*What this task involves*: In the records that follow, find the line with "pub fn link(&self, from: NodeId, to: NodeId)"; from there, retype every line exactly through the line with "return false;", which also belongs to the answer.

(Records drawn from a dataset)
***

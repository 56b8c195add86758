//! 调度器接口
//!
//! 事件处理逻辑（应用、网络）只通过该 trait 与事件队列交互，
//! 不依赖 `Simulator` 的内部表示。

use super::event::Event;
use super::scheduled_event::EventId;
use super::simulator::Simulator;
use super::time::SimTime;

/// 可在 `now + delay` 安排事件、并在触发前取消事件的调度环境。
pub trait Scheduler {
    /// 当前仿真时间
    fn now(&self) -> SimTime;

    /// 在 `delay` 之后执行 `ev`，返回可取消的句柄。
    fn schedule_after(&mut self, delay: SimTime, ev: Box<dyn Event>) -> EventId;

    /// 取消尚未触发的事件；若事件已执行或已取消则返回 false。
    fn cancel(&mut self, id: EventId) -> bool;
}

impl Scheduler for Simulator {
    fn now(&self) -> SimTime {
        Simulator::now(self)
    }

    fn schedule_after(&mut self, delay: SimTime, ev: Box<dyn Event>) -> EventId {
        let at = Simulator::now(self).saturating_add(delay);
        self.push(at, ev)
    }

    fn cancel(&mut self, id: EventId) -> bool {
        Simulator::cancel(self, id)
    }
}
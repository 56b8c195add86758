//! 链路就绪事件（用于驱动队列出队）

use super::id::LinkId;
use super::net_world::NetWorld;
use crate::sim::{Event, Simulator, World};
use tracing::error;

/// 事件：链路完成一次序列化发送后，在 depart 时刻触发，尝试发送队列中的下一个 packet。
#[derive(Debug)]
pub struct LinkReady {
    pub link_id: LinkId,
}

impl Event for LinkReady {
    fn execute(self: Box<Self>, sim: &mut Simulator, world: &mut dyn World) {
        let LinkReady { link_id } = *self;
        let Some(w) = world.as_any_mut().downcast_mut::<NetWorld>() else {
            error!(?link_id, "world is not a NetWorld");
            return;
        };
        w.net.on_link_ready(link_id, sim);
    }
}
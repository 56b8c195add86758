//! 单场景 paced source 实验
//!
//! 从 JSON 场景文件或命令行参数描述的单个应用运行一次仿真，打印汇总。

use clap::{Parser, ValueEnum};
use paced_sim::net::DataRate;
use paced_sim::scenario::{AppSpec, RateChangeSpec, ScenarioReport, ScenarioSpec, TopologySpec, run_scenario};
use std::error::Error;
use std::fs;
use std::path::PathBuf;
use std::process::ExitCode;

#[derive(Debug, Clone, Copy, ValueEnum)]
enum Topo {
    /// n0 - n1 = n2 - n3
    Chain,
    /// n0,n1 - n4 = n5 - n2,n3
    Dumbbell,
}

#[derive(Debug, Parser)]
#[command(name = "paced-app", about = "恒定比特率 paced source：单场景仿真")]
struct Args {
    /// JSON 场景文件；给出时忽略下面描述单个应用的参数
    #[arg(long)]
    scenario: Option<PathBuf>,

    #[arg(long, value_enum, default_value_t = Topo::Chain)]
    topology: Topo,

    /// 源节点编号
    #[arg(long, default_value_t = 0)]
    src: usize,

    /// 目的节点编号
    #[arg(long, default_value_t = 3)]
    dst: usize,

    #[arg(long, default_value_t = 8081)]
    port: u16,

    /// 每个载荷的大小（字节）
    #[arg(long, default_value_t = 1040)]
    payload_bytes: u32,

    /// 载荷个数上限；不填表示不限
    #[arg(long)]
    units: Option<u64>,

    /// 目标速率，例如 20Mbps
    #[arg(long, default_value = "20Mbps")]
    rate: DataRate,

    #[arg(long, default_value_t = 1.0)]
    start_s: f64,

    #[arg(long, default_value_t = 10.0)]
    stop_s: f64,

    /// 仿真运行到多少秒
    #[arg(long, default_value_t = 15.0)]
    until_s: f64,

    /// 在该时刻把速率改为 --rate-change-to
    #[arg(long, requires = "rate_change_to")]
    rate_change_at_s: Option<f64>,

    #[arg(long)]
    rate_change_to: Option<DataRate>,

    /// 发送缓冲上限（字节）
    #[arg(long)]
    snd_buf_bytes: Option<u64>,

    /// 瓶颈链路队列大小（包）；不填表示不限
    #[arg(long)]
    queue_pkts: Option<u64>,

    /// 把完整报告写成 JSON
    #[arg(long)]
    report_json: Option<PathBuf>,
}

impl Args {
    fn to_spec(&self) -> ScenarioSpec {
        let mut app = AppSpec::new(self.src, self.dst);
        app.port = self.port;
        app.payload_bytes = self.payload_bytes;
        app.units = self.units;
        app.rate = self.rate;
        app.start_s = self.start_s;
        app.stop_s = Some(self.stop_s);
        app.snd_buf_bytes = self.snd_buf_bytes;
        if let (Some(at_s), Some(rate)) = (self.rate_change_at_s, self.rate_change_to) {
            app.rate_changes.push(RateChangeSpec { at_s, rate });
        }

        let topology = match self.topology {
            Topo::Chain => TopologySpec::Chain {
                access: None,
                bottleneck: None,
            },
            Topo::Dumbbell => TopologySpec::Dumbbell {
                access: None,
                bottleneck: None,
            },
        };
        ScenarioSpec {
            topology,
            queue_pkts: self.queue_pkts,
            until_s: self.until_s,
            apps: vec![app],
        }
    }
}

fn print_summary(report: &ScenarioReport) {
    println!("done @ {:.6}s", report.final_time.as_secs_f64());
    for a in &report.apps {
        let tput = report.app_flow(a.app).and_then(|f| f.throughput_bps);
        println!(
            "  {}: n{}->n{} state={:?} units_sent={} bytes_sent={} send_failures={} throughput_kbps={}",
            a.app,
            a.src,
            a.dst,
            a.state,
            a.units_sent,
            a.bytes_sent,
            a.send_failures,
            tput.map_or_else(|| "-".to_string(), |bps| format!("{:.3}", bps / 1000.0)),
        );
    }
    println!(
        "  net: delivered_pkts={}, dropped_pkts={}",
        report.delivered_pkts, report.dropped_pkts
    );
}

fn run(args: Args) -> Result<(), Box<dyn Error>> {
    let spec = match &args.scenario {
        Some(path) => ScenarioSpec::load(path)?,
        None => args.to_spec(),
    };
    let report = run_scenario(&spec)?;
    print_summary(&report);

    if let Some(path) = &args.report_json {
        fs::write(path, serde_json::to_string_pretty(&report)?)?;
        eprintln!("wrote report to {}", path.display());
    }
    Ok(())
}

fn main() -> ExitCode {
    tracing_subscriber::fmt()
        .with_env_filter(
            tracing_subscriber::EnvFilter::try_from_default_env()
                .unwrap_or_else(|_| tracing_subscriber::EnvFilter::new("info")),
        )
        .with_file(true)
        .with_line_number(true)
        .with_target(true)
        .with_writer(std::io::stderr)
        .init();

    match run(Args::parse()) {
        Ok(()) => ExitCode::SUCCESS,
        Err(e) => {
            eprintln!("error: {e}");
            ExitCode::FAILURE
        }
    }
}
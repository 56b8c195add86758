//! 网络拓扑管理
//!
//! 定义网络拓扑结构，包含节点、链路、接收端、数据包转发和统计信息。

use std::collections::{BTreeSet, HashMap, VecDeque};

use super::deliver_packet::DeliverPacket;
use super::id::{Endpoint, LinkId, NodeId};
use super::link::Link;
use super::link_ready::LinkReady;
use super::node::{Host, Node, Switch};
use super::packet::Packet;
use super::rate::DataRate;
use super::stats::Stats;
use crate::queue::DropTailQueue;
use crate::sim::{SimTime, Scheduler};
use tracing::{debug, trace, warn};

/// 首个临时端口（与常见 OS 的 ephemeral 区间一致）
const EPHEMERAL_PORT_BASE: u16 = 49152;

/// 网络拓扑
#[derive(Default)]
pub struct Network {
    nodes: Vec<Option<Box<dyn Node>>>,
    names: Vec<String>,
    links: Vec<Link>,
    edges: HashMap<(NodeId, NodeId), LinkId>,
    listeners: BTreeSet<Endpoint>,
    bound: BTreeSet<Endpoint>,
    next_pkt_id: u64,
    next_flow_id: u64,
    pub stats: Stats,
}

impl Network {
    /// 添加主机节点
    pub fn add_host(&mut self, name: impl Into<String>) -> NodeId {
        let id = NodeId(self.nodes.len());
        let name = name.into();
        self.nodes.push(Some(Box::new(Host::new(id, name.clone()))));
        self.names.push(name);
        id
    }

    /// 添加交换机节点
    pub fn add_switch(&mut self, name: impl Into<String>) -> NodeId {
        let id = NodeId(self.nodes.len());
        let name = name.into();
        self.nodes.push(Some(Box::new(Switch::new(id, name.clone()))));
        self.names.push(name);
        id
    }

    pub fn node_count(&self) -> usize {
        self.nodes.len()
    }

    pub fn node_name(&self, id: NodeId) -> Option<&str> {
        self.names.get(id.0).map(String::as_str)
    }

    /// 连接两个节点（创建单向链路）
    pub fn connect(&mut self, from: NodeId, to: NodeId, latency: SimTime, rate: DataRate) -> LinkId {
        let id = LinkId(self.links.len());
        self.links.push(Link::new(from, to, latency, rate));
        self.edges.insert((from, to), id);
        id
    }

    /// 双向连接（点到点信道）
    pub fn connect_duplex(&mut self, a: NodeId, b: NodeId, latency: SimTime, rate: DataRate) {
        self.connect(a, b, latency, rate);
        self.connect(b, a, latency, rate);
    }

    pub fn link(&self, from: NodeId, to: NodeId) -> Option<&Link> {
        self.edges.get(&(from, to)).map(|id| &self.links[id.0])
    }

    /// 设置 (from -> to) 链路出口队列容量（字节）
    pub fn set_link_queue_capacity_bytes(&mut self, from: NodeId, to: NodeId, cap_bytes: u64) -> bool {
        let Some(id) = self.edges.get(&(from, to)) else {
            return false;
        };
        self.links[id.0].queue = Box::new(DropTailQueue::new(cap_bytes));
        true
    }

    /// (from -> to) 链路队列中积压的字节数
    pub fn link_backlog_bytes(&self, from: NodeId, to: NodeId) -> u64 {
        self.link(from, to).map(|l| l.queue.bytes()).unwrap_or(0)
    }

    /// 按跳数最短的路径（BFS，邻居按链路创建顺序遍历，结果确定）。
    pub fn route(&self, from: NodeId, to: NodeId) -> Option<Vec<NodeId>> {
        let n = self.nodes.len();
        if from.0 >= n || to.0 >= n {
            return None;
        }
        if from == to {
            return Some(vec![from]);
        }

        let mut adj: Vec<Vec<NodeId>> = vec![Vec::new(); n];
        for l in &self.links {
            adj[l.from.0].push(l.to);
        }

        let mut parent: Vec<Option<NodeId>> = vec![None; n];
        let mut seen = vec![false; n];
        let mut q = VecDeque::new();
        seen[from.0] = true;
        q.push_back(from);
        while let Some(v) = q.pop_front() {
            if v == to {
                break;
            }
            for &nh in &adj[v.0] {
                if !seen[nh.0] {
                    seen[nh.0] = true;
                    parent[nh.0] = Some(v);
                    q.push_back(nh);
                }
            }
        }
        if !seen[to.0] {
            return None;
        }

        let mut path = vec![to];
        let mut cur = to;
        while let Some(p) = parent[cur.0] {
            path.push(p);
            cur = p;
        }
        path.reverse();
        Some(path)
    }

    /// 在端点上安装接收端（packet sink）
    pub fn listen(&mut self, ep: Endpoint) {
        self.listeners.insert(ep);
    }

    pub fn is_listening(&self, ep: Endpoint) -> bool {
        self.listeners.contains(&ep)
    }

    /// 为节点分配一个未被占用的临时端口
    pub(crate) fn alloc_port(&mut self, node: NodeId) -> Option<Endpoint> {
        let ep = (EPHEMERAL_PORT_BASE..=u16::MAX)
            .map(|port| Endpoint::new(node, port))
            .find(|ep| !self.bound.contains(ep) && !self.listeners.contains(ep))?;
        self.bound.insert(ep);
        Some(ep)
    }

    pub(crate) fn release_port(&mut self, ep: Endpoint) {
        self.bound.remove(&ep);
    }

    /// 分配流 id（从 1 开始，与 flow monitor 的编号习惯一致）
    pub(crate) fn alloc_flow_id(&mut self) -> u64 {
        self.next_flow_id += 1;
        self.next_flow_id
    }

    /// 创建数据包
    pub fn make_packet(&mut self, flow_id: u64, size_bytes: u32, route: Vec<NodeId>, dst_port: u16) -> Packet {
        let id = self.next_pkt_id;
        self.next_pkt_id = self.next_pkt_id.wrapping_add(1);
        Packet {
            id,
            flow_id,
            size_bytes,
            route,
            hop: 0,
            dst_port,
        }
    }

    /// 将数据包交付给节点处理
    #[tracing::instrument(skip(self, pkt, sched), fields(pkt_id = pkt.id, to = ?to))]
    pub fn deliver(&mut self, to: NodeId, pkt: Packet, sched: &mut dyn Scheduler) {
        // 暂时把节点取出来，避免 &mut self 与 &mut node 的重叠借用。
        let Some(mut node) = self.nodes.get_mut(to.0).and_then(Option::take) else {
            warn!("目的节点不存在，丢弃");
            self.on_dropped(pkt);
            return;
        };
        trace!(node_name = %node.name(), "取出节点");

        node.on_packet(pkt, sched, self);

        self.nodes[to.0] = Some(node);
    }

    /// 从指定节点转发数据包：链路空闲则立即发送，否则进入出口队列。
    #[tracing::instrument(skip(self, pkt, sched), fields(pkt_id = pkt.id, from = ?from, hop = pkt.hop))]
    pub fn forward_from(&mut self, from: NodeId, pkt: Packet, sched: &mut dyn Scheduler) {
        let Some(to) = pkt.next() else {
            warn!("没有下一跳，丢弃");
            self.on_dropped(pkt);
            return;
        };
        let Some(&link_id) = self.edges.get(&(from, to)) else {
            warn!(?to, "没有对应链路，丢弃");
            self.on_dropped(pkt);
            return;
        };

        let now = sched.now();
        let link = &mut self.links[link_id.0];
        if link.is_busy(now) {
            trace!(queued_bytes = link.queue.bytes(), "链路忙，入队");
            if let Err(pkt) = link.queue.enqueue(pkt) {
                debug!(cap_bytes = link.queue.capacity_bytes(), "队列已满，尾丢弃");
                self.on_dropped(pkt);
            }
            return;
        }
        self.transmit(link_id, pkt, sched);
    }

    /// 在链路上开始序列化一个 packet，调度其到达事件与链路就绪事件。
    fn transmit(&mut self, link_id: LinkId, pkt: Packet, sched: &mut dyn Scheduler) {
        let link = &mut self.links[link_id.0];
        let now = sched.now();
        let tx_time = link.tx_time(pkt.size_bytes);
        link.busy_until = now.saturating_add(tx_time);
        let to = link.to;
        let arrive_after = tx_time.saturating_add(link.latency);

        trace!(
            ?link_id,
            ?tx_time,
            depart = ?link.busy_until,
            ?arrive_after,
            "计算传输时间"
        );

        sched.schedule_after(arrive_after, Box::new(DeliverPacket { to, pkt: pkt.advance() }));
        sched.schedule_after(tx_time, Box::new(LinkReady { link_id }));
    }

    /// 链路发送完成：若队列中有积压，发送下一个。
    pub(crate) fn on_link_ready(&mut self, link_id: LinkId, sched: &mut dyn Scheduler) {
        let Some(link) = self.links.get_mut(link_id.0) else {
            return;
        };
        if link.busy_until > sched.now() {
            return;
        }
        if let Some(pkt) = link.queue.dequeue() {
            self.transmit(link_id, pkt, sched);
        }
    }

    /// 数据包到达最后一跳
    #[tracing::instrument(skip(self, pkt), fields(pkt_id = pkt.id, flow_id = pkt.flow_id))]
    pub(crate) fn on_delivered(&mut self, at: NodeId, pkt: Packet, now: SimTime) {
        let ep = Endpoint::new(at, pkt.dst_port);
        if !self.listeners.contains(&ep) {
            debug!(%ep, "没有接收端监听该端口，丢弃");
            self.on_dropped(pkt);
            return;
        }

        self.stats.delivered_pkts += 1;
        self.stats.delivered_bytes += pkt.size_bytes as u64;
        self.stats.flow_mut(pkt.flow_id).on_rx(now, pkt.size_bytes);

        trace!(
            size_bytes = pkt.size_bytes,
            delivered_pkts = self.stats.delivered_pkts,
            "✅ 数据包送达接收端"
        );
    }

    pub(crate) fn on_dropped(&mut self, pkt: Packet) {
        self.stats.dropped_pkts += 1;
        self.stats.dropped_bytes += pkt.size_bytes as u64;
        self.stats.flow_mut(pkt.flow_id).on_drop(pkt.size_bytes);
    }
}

***

*Completed task*:
    pub fn link(&self, from: NodeId, to: NodeId) -> Option<&Link> {
        self.edges.get(&(from, to)).map(|id| &self.links[id.0])
    }

    /// 设置 (from -> to) 链路出口队列容量（字节）
    pub fn set_link_queue_capacity_bytes(&mut self, from: NodeId, to: NodeId, cap_bytes: u64) -> bool {
        let Some(id) = self.edges.get(&(from, to)) else {
            return false;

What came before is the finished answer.